Purtroppo sì. Anzi, dai dati contenuti nel Rapporto emerge che,anche con una inversione di tendenza da parte dell’attuale Governo sui temi dello sviluppo sostenibile, purtroppo sarà impossibile rispettare alcuni degli impegni presi dal nostro Paese, il 25 settembre 2015, all’Assemblea Generale dell’Onu. Ci sono dei gap che sarà difficilissimo colmare entro il 2030 e altri che dovrebbero essere raggiunti entro il 2020 e che sarà oggettivamente impraticabile perseguire. Peraltro, come ha dichiarato lo stesso Ministro dell’Economia intervenendo al convegno di presentazione del Rapporto ASviS2018, “nella prossima legge di bilancio non ci sarà, per motivi di tempo, la valutazione di impatto sugli indicatori di benessere equo e sostenibile”.
La situazione è la stessa su tutto il territorio italiano?
Ovviamente no. Quest’anno, per la prima volta, siamo in grado di fornire anche dati dettagliati a livello
regionale grazie a una serie di indicatori compositi costruiti da ASviS, anche se con metodologie un po’ diverse, per vari motivi, rispetto a quelle utilizzate per costruire gli indicatori nazionali. Quello che emerge è che, se per esempio andiamo in Lombardia, troveremo che gli indicatori compositi dei Goal 1 (Povertà), 2 (Alimentazione), 4 (Istruzione), 6 (Acqua pulita e servizi igienico-sanitari), 7 (Energia pulita e accessibile), 8 (Lavoro dignitoso e crescita economica), 9 (Imprese, innovazione e infrastrutture), 10 (Disuguaglianze), 11 (Città e comunità sostenibili) e 12 (Consumo e produzione responsabili) mostrano situazioni migliori di quelle dell’Italia nel suo complesso. Nel Lazio sono invece gli indicatori compositi dei Goal 2 (Alimentazione), 4 (Istruzione) e 5 (Parità di genere) a mostrare una situazione migliore rispetto a quella nazionale. Ma in Campania, i Goal 1 (Povertà), 2 (Alimentazione), 3 (Salute e benessere), 4 (Istruzione), 5 (Parità di genere), 6 (Acqua pulita e servizi igienico-sanitari), 7 (Energia pulita e accessibile), 8 (Lavoro dignitoso e crescita economica), 9 (Imprese, innovazione e infrastrutture), 10 (Disuguaglianze), 11 (Città e comunità sostenibili), 15 (Vita sulla terra), 16 (Pace, giustizia e istituzioni solide) mettono invece in luce una condizione peggiore rispetto a quella italiana.

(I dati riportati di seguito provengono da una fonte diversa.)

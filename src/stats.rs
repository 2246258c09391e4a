//! Per-layer pixel statistics with a pluggable evaluation backend
//!
//! **Why**: Emptiness detection needs one number pair per layer per frame:
//! the largest and smallest luma sample. The convergence loop stays agnostic
//! of where those numbers come from.
//!
//! # Architecture
//!
//! - `PixelStats` trait: evaluation seam consumed by the convergence loop
//! - `ExrStats`: exrs-backed implementation (default). Decodes a frame once
//!   and memoizes per-channel extrema for every layer of that frame, so
//!   evaluating several layers of the same frame costs one decode.

use exr::prelude::{FlatSamples, read_all_flat_layers_from_file};
use log::debug;
use std::collections::HashMap;
use std::path::{Path, PathBuf};

use crate::channels::layer_of;
use crate::sequence::SweepError;

/// Extreme luma samples of one layer in one frame
#[derive(Debug, Clone, Copy, PartialEq)]
pub struct LumaRange {
    pub max: f32,
    pub min: f32,
}

impl LumaRange {
    /// A layer is empty in a frame when both extremes are exactly zero
    pub fn is_zero(&self) -> bool {
        self.max == 0.0 && self.min == 0.0
    }
}

/// Evaluation seam for per-layer pixel statistics
pub trait PixelStats {
    /// Evaluate extreme luma samples for `layer` in the given frame
    fn evaluate(
        &mut self,
        path: &Path,
        frame: i64,
        layer: &str,
    ) -> Result<LumaRange, SweepError>;
}

/// Per-channel extrema of one decoded frame
#[derive(Debug)]
struct FrameStats {
    path: PathBuf,
    // full channel name -> (min, max) over all samples
    extrema: HashMap<String, (f32, f32)>,
}

/// exrs-backed statistics: one full decode per frame, all channels at once
#[derive(Debug, Default)]
pub struct ExrStats {
    loaded: Option<FrameStats>,
}

impl ExrStats {
    pub fn new() -> Self {
        Self { loaded: None }
    }

    fn ensure_loaded(&mut self, path: &Path) -> Result<(), SweepError> {
        if let Some(stats) = &self.loaded
            && stats.path.as_path() == path
        {
            return Ok(());
        }

        debug!("Decoding {}", path.display());
        let image =
            read_all_flat_layers_from_file(path).map_err(|e| SweepError::Exr(e.to_string()))?;

        let mut extrema = HashMap::new();
        for layer in &image.layer_data {
            let prefix = layer
                .attributes
                .layer_name
                .as_ref()
                .map(|n| n.to_string());

            for channel in &layer.channel_data.list {
                let name = match &prefix {
                    Some(p) => format!("{}.{}", p, channel.name),
                    None => channel.name.to_string(),
                };
                extrema.insert(name, sample_extrema(&channel.sample_data));
            }
        }

        self.loaded = Some(FrameStats {
            path: path.to_path_buf(),
            extrema,
        });
        Ok(())
    }
}

impl PixelStats for ExrStats {
    fn evaluate(
        &mut self,
        path: &Path,
        frame: i64,
        layer: &str,
    ) -> Result<LumaRange, SweepError> {
        self.ensure_loaded(path)?;
        let stats = match &self.loaded {
            Some(stats) => stats,
            None => return Err(SweepError::Exr("no frame loaded".to_string())),
        };

        let mut min = f32::INFINITY;
        let mut max = f32::NEG_INFINITY;
        for (name, &(ch_min, ch_max)) in &stats.extrema {
            if layer_of(name) != layer {
                continue;
            }
            min = min.min(ch_min);
            max = max.max(ch_max);
        }

        // A layer absent from this frame evaluates as all-zero
        if min > max {
            debug!("Layer '{}' not present in frame {}", layer, frame);
            return Ok(LumaRange { max: 0.0, min: 0.0 });
        }

        Ok(LumaRange { max, min })
    }
}

/// (min, max) over every sample of one channel
fn sample_extrema(samples: &FlatSamples) -> (f32, f32) {
    let mut min = f32::INFINITY;
    let mut max = f32::NEG_INFINITY;
    let mut fold = |v: f32| {
        if v < min {
            min = v;
        }
        if v > max {
            max = v;
        }
    };

    match samples {
        FlatSamples::F16(values) => values.iter().for_each(|v| fold(v.to_f32())),
        FlatSamples::F32(values) => values.iter().for_each(|&v| fold(v)),
        FlatSamples::U32(values) => values.iter().for_each(|&v| fold(v as f32)),
    }

    if min > max { (0.0, 0.0) } else { (min, max) }
}

#[cfg(test)]
mod tests {
    use super::*;
    use crate::channels::{self, ChannelFilter};
    use exr::prelude::{AnyChannel, AnyChannels, Image, WritableImage};
    use half::f16;
    use std::fs;

    fn write_test_exr(path: &Path) {
        let ramp: Vec<f32> = (0..16).map(|i| i as f32 / 15.0).collect();
        let zeros = vec![0.0f32; 16];

        let channels = AnyChannels::sort(
            vec![
                AnyChannel::new("beauty.R", FlatSamples::F32(ramp.clone())),
                AnyChannel::new("beauty.G", FlatSamples::F32(ramp)),
                AnyChannel::new("mask.A", FlatSamples::F32(zeros)),
                AnyChannel::new("depth.Z", FlatSamples::F16(vec![f16::ZERO; 16])),
                AnyChannel::new("id", FlatSamples::U32(vec![0u32; 16])),
            ]
            .into(),
        );

        let image = Image::from_channels((4, 4), channels);
        image.write().to_file(path).unwrap();
    }

    fn temp_exr(name: &str) -> (PathBuf, PathBuf) {
        let dir = std::env::temp_dir().join(name);
        let _ = fs::remove_dir_all(&dir);
        fs::create_dir_all(&dir).unwrap();
        let path = dir.join("test.0001.exr");
        write_test_exr(&path);
        (dir, path)
    }

    #[test]
    fn test_sample_extrema_variants() {
        let (min, max) = sample_extrema(&FlatSamples::F32(vec![-1.0, 0.5, 2.0]));
        assert_eq!((min, max), (-1.0, 2.0));

        let (min, max) = sample_extrema(&FlatSamples::F16(vec![f16::ZERO; 4]));
        assert_eq!((min, max), (0.0, 0.0));

        let (min, max) = sample_extrema(&FlatSamples::U32(vec![0, 7]));
        assert_eq!((min, max), (0.0, 7.0));
    }

    #[test]
    fn test_evaluate_layers() {
        let (dir, path) = temp_exr("chansweep_stats_eval");

        let mut stats = ExrStats::new();
        let beauty = stats.evaluate(&path, 1, "beauty").unwrap();
        assert!(!beauty.is_zero());
        assert_eq!(beauty.max, 1.0);
        assert_eq!(beauty.min, 0.0);

        let mask = stats.evaluate(&path, 1, "mask").unwrap();
        assert!(mask.is_zero());

        let depth = stats.evaluate(&path, 1, "depth").unwrap();
        assert!(depth.is_zero());

        // Bare channel name forms its own layer
        let id = stats.evaluate(&path, 1, "id").unwrap();
        assert!(id.is_zero());

        // A layer the file does not contain reads as black
        let missing = stats.evaluate(&path, 1, "specular").unwrap();
        assert!(missing.is_zero());

        let _ = fs::remove_dir_all(&dir);
    }

    #[test]
    fn test_discovery_from_written_header() {
        let (dir, path) = temp_exr("chansweep_stats_discover");

        let names = channels::read_channel_names(&path).unwrap();
        assert!(names.contains(&"beauty.R".to_string()));
        assert!(names.contains(&"id".to_string()));

        // Channel names in EXR headers are stored sorted
        let layers = channels::group_layers(&names, &ChannelFilter::new(vec![]));
        assert_eq!(layers, vec!["beauty", "depth", "id", "mask"]);

        let _ = fs::remove_dir_all(&dir);
    }
}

In questi giorni è stata inviata al Parlamento la Nota di aggiornamento del Def. I numeri contenuti in essa non sono piaciuti molto all’Europa. Ma l’Europa, rispetto ai target dello sviluppo sostenibile, a che punto è?

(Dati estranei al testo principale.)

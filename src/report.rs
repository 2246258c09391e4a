//! Analysis report output: console summary, plain-text log, JSON
//!
//! The text format mirrors the farm-side channel log so downstream scripts
//! keep parsing it: a header block with directory/step/elapsed, then the
//! partition, then the first-seen table.

use anyhow::{Context, Result};
use log::info;
use std::fmt::Write as _;
use std::fs;
use std::path::Path;
use std::time::Duration;

use crate::analyze::Analysis;

/// Default file name for the text report, written next to the sequence
pub const DEFAULT_REPORT_NAME: &str = "empty_channels.log";

/// Render the plain-text report
pub fn render_text(analysis: &Analysis, dir: &Path, step: usize, elapsed: Duration) -> String {
    let mut out = String::new();
    let _ = writeln!(out, "[Empty Channels Analysis]");
    let _ = writeln!(out, "  - Directory: {}", dir.display());
    let _ = writeln!(out, "  - Frame Step: {}", step);
    let _ = writeln!(out, "  - Elapsed Time: {:.2} seconds", elapsed.as_secs_f64());
    let _ = writeln!(out);
    let _ = writeln!(out, "[Valid Channels]: {:?}", analysis.valid);
    let _ = writeln!(out);
    let _ = writeln!(out, "[Empty Channels]: {:?}", analysis.empty);
    let _ = writeln!(out);
    let _ = writeln!(out, "[Valid Channels Data]");
    for (layer, frame) in &analysis.first_seen {
        let _ = writeln!(out, "  {}: {}", layer, frame);
    }
    out
}

/// Write the plain-text report, creating parent directories as needed
pub fn write_text(
    path: &Path,
    analysis: &Analysis,
    dir: &Path,
    step: usize,
    elapsed: Duration,
) -> Result<()> {
    if let Some(parent) = path.parent()
        && !parent.as_os_str().is_empty()
    {
        fs::create_dir_all(parent)
            .with_context(|| format!("Failed to create report directory: {}", parent.display()))?;
    }

    fs::write(path, render_text(analysis, dir, step, elapsed))
        .with_context(|| format!("Failed to write report: {}", path.display()))?;

    info!("Report saved: {}", path.display());
    Ok(())
}

/// Write the analysis as pretty-printed JSON
pub fn write_json(path: &Path, analysis: &Analysis) -> Result<()> {
    let json =
        serde_json::to_string_pretty(analysis).context("Failed to serialize analysis")?;
    fs::write(path, json)
        .with_context(|| format!("Failed to write JSON report: {}", path.display()))?;

    info!("JSON report saved: {}", path.display());
    Ok(())
}

/// Console summary printed after analysis
pub fn print_summary(analysis: &Analysis, elapsed: Duration) {
    println!("\n=== Final Channel Analysis ===\n");
    println!("Valid Channels: {:?}\n", analysis.valid);
    println!("Empty Channels: {:?}", analysis.empty);
    println!("\nElapsed time: {:.2} seconds", elapsed.as_secs_f64());
}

Rispetto allo scorso anno, nell’Unione europea non si è registrato quel cambio di passo auspicato in occasione delle celebrazioni del 60° anniversario dei Trattati di Roma. Alcuni problemi sono rimasti irrisolti nella loro drammaticità. Penso, ad esempio, al tema dei migranti, che attraversa diversi tra gli SDGs. Anche in Europa il percorso verso una piena attuazione dell’Agenda 2030 è ancora lontano. Dobbiamo però anche dire che a luglio 2018 l’ASviS ha presentato nuovi indicatori compositi per misurare la dinamica dell’Unione europea e dei singoli Paesi rispetto agli SDGs e che dall’analisi delle rilevazioni effettuate emerge che l’Unione europea mostra segni di miglioramento rispetto al 2010 per nove Obiettivi su 17, per due la situazione peggiora sensibilmente, mentre per quattro la situazione appare sostanzialmente invariata.

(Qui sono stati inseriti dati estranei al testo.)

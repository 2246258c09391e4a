//! Image sequence enumeration and frame numbering
//!
//! **Why**: Render farms write numbered frames (beauty.0001.exr, beauty.0002.exr...).
//! Analysis needs them in lexical order, with per-file frame numbers, before
//! any pixel work happens.
//!
//! **Used by**: Channel discovery (first frame header), convergence loop (sampled frames)
//!
//! # Frame Numbering
//!
//! The frame number is the last digit group of the file stem, so
//! `shot_010.beauty.0042.exr` resolves to 42. Files without any digits in
//! their stem are skipped with a notice.

use log::{info, warn};
use regex::Regex;
use std::path::{Path, PathBuf};

/// Errors shared across the analysis pipeline
#[derive(Debug)]
pub enum SweepError {
    Io(String),
    Exr(String),
    Glob(String),
    NoFrames(String),
    NoChannels(String),
}

impl std::fmt::Display for SweepError {
    fn fmt(&self, f: &mut std::fmt::Formatter<'_>) -> std::fmt::Result {
        match self {
            SweepError::Io(e) => write!(f, "I/O error: {}", e),
            SweepError::Exr(e) => write!(f, "EXR error: {}", e),
            SweepError::Glob(e) => write!(f, "Glob error: {}", e),
            SweepError::NoFrames(t) => write!(f, "No sequence files found: {}", t),
            SweepError::NoChannels(t) => write!(f, "No channels found in first frame: {}", t),
        }
    }
}

impl std::error::Error for SweepError {}

/// Single sequence file with its parsed frame number
#[derive(Debug, Clone)]
pub struct SeqFrame {
    pub number: i64,
    pub path: PathBuf,
}

/// Lexically ordered frame files of one sequence
#[derive(Debug, Clone)]
pub struct Sequence {
    dir: PathBuf,
    frames: Vec<SeqFrame>,
}

impl Sequence {
    /// Build a sequence from a target path.
    ///
    /// - directory: every file with the given extension inside, sorted lexically
    /// - glob pattern (`render.*.exr`): matching files
    /// - single frame file: all files in its directory sharing the extension
    pub fn scan(target: &Path, ext: &str) -> Result<Self, SweepError> {
        let target_str = target.to_string_lossy();
        if target_str.contains('*') {
            return Self::from_glob(&target_str);
        }
        if target.is_file() {
            // parent() yields Some("") for bare file names
            let dir = match target.parent() {
                Some(p) if !p.as_os_str().is_empty() => p,
                _ => Path::new("."),
            };
            return Self::from_dir(dir, ext);
        }
        if target.is_dir() {
            return Self::from_dir(target, ext);
        }
        Err(SweepError::Io(format!(
            "Target does not exist: {}",
            target.display()
        )))
    }

    fn from_dir(dir: &Path, ext: &str) -> Result<Self, SweepError> {
        let entries = std::fs::read_dir(dir)
            .map_err(|e| SweepError::Io(format!("Failed to read dir {}: {}", dir.display(), e)))?;

        let want = ext.trim_start_matches('.').to_lowercase();
        let mut files: Vec<PathBuf> = entries
            .flatten()
            .map(|entry| entry.path())
            .filter(|path| path.is_file())
            .filter(|path| {
                path.extension()
                    .and_then(|s| s.to_str())
                    .map(|s| s.to_lowercase() == want)
                    .unwrap_or(false)
            })
            .collect();
        files.sort();

        Self::from_files(dir.to_path_buf(), files)
    }

    fn from_glob(pattern: &str) -> Result<Self, SweepError> {
        let paths = glob::glob(pattern).map_err(|e| SweepError::Glob(e.to_string()))?;

        let mut files: Vec<PathBuf> = paths.filter_map(Result::ok).collect();
        files.sort();

        if files.is_empty() {
            return Err(SweepError::NoFrames(pattern.to_string()));
        }

        let dir = files
            .first()
            .and_then(|f| f.parent())
            .filter(|p| !p.as_os_str().is_empty())
            .map(Path::to_path_buf)
            .unwrap_or_else(|| PathBuf::from("."));

        Self::from_files(dir, files)
    }

    fn from_files(dir: PathBuf, files: Vec<PathBuf>) -> Result<Self, SweepError> {
        if files.is_empty() {
            return Err(SweepError::NoFrames(dir.display().to_string()));
        }

        let mut frames = Vec::with_capacity(files.len());
        for path in files {
            match extract_frame_number(&path) {
                Some(number) => frames.push(SeqFrame { number, path }),
                None => warn!("No frame number in file name, skipping: {}", path.display()),
            }
        }

        if frames.is_empty() {
            return Err(SweepError::NoFrames(dir.display().to_string()));
        }

        info!(
            "Sequence: {} frames ({}-{}) in {}",
            frames.len(),
            frames[0].number,
            frames[frames.len() - 1].number,
            dir.display()
        );

        Ok(Self { dir, frames })
    }

    /// First frame of the sequence (`scan` never yields an empty sequence)
    pub fn first(&self) -> &SeqFrame {
        &self.frames[0]
    }

    /// All frames in lexical file order
    pub fn frames(&self) -> &[SeqFrame] {
        &self.frames
    }

    /// Directory containing the sequence files
    pub fn dir(&self) -> &Path {
        &self.dir
    }

    /// Frame count
    pub fn len(&self) -> usize {
        self.frames.len()
    }

    pub fn is_empty(&self) -> bool {
        self.frames.is_empty()
    }

    /// Frames sampled at a fixed stride (every `step`-th file by position)
    pub fn sampled(&self, step: usize) -> impl Iterator<Item = &SeqFrame> {
        self.frames.iter().step_by(step.max(1))
    }
}

/// Last digit group of the file stem, or None for unnumbered files
pub fn extract_frame_number(path: &Path) -> Option<i64> {
    let stem = path.file_stem().and_then(|s| s.to_str())?;
    let re = Regex::new(r"\d+").unwrap();
    re.find_iter(stem).last()?.as_str().parse::<i64>().ok()
}

#[cfg(test)]
mod tests {
    use super::*;
    use std::fs;

    fn touch(dir: &Path, names: &[&str]) {
        for name in names {
            fs::write(dir.join(name), b"").unwrap();
        }
    }

    fn temp_dir(name: &str) -> PathBuf {
        let dir = std::env::temp_dir().join(name);
        let _ = fs::remove_dir_all(&dir);
        fs::create_dir_all(&dir).unwrap();
        dir
    }

    #[test]
    fn test_extract_frame_number() {
        assert_eq!(
            extract_frame_number(Path::new("/renders/beauty.0042.exr")),
            Some(42)
        );
        assert_eq!(
            extract_frame_number(Path::new("shot_010.beauty.0001.exr")),
            Some(1)
        );
        assert_eq!(extract_frame_number(Path::new("beauty.99.exr")), Some(99));
        assert_eq!(extract_frame_number(Path::new("thumbnail.exr")), None);
        // Frame 0 is a valid frame number
        assert_eq!(extract_frame_number(Path::new("beauty.0000.exr")), Some(0));
    }

    #[test]
    fn test_scan_dir_sorts_and_numbers() {
        let dir = temp_dir("chansweep_seq_scan");
        touch(&dir, &["b.0002.exr", "b.0001.exr", "b.0010.exr", "notes.txt"]);

        let seq = Sequence::scan(&dir, "exr").unwrap();
        let numbers: Vec<i64> = seq.frames().iter().map(|f| f.number).collect();
        assert_eq!(numbers, vec![1, 2, 10]);
        assert_eq!(seq.first().number, 1);

        let _ = fs::remove_dir_all(&dir);
    }

    #[test]
    fn test_scan_skips_unnumbered_files() {
        let dir = temp_dir("chansweep_seq_unnumbered");
        touch(&dir, &["b.0001.exr", "preview.exr"]);

        let seq = Sequence::scan(&dir, "exr").unwrap();
        assert_eq!(seq.len(), 1);
        assert_eq!(seq.first().number, 1);

        let _ = fs::remove_dir_all(&dir);
    }

    #[test]
    fn test_scan_single_file_uses_directory() {
        let dir = temp_dir("chansweep_seq_single");
        touch(&dir, &["b.0001.exr", "b.0002.exr"]);

        let seq = Sequence::scan(&dir.join("b.0002.exr"), "exr").unwrap();
        assert_eq!(seq.len(), 2);

        let _ = fs::remove_dir_all(&dir);
    }

    #[test]
    fn test_scan_glob_pattern() {
        let dir = temp_dir("chansweep_seq_glob");
        touch(&dir, &["a.0001.exr", "a.0002.exr", "other.0001.exr"]);

        let pattern = dir.join("a.*.exr");
        let seq = Sequence::scan(&pattern, "exr").unwrap();
        assert_eq!(seq.len(), 2);
        assert_eq!(seq.dir(), dir.as_path());

        let _ = fs::remove_dir_all(&dir);
    }

    #[test]
    fn test_scan_empty_dir_fails() {
        let dir = temp_dir("chansweep_seq_empty");
        assert!(matches!(
            Sequence::scan(&dir, "exr"),
            Err(SweepError::NoFrames(_))
        ));
        let _ = fs::remove_dir_all(&dir);
    }

    #[test]
    fn test_sampled_stride() {
        let dir = temp_dir("chansweep_seq_stride");
        touch(
            &dir,
            &[
                "b.0001.exr",
                "b.0002.exr",
                "b.0003.exr",
                "b.0004.exr",
                "b.0005.exr",
                "b.0006.exr",
                "b.0007.exr",
            ],
        );

        let seq = Sequence::scan(&dir, "exr").unwrap();
        let sampled: Vec<i64> = seq.sampled(3).map(|f| f.number).collect();
        assert_eq!(sampled, vec![1, 4, 7]);

        // Stride 0 clamps to 1 instead of panicking
        let all: Vec<i64> = seq.sampled(0).map(|f| f.number).collect();
        assert_eq!(all.len(), 7);

        let _ = fs::remove_dir_all(&dir);
    }
}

Almeno non siamo proprio soli?! Ma il punto è, cosa fare per guadagnare più terreno possibile rispetto ai singoli Obiettivi di sviluppo sostenibile da perseguire tra il 2020 e il 2030?
Anzitutto ci sono diverse proposte per interventi concreti in materia economica, sociale e ambientale da portare avanti e da attuare. E poi bisognerebbe pensare a intervenire sul piano della governance. E per prima cosa credo si dovrebbe introdurre lo sviluppo sostenibile tra i principi fondamentali della nostra Costituzione. Sembra una sciocchezza, ma non lo è. Le dice niente la formulazione della Dichiarazione d’indipendenza americana del 4 luglio 1776, in cui i costituenti avevano stabilito che «a tutti gli uomini è riconosciuto il diritto alla vita, alla libertà, e al perseguimento della felicità»? Non è uno slogan, ma un modus operandi.